According to lists of dowries on Hvar island from the 16th to the middle of the 19th century, various kinds of beds are mentioned, as is the fact that chests and benches were also used as beds. In sources of the 17th century it was said that on Hvar the people also had iron beds. Mattresses of horsehair are also mentioned as well as beds, with headboards, large and small, and then pallets. The most rudimentary beds in the houses of the poor of the Adriatic area were kavaletas, wooden X-trestles across which planks were laid. From sources from Vis Island we learn that in the Adriatic zone a groom had to buy a bed mostly known by the name of “a person and a half ”, i.e. a bed a bit smaller than two twin beds, known as marriage beds (Bezić - Božanić 1998: 287). “He was bound to provide his wife premises for her to live in and a bed that was completely equipped with the necessary sheets and blankets” (Bezić - Božanić 1992: 87). The poor folk in the Dalmatian hinterland slept on straw beds or woollen blankets. From the accounts of Ivanišević we learn that such a bed was known as odar, and that it had only straw, without the ticking, which was covered with a sheet. “The simplest beds were made of several boards resting on low trestles on top of which came a pallet, and they called it a bed or a sadno, where the older members of the household slept in winter, or on which women gave birth” (Ivanišević 1902: 262).

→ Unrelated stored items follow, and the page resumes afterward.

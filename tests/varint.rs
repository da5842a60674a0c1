//! Delta-time varint behavior checked against an encoder oracle.

use smfstream::prelude::*;

/// Encode `value` as a base-128 big-endian variable-length integer,
/// the way a MIDI writer would.
fn encode_varint(value: u32) -> Vec<u8> {
    assert!(value <= 0x0FFF_FFFF);
    let mut groups = vec![(value & 0x7F) as u8];
    let mut rest = value >> 7;
    while rest > 0 {
        groups.push((rest & 0x7F) as u8 | 0x80);
        rest >>= 7;
    }
    groups.reverse();
    groups
}

/// A format 0 file whose only track is an End of Track at delta
/// `delta_bytes`.
fn file_with_delta(delta_bytes: &[u8]) -> Vec<u8> {
    let mut bytes = b"MThd".to_vec();
    bytes.extend_from_slice(&6u32.to_be_bytes());
    bytes.extend_from_slice(&[0x00, 0x00, 0x00, 0x01, 0x00, 0x60]);
    let mut payload = delta_bytes.to_vec();
    payload.extend_from_slice(&[0xFF, 0x2F, 0x00]);
    bytes.extend_from_slice(b"MTrk");
    bytes.extend_from_slice(&(payload.len() as u32).to_be_bytes());
    bytes.extend_from_slice(&payload);
    bytes
}

fn parse_delta(delta_bytes: &[u8]) -> Result<u32, ParseError> {
    let mut parser = Parser::new();
    let mut src = Source::from_bytes(file_with_delta(delta_bytes)).unwrap();
    parser.read_event(&mut src)?;
    parser.read_event(&mut src)?;
    match parser.read_event(&mut src)? {
        Event::Track(te) => Ok(te.delta()),
        other => panic!("expected the End of Track event, got {other:?}"),
    }
}

#[test]
fn round_trips_at_encoding_boundaries() {
    use pretty_assertions::assert_eq;
    let boundaries = [
        (0u32, 1usize),
        (1, 1),
        (0x7F, 1),
        (0x80, 2),
        (0x2000, 2),
        (0x3FFF, 2),
        (0x4000, 3),
        (0x1F_FFFF, 3),
        (0x20_0000, 4),
        (0x0FFF_FFFF, 4),
    ];
    for (value, encoded_len) in boundaries {
        let encoded = encode_varint(value);
        assert_eq!(encoded.len(), encoded_len, "encoding length of {value:#x}");
        assert_eq!(parse_delta(&encoded).unwrap(), value, "round trip of {value:#x}");
    }
}

#[test]
fn known_encodings() {
    use pretty_assertions::assert_eq;
    assert_eq!(encode_varint(0), vec![0x00]);
    assert_eq!(encode_varint(192), vec![0x81, 0x40]);
    assert_eq!(encode_varint(0x0FFF_FFFF), vec![0xFF, 0xFF, 0xFF, 0x7F]);
    assert_eq!(parse_delta(&[0x81, 0x40]).unwrap(), 192);
}

#[test]
fn fifth_continuation_byte_is_rejected() {
    let err = parse_delta(&[0xFF, 0xFF, 0xFF, 0xFF, 0x00]).unwrap_err();
    assert!(matches!(err, ParseError::LongVarint));
    assert_eq!(err.code(), smfstream::code::LONG_VARINT);
}

#[test]
fn redundant_leading_zero_groups_still_decode() {
    use pretty_assertions::assert_eq;
    // 0x80 0x00 is a two-byte encoding of zero.
    assert_eq!(parse_delta(&[0x80, 0x00]).unwrap(), 0);
}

During the 19th century most peasants had beds in their rural houses. In the construction of a bed it was particularly important that it was easy to take apart. In rural houses, beds for a single person were often used, with headboard and footboard. Beds that were known as postelje or postelj were beds made with simple workmanship, of just a few boards, like a crate, with four legs and a raised head and footboard. In the houses of richer peasants the bed tended to be ornamented with carving on the sides, during the 19th century. In Baranja beds had headboards, footboards and sides ornamented with paintings of stylised geometrical or floral patterns at the beginning of the 20th century (Antoš 1998: 26).

Since a bed was considered an item of ornamentation in every home, particular attention was paid to placing it in the room, for the ornamented side to be turned to the door, the decorations immediately being seen on entry into the space. It was believed that these ornaments had a magical, apotropaic role for the young couple and their family.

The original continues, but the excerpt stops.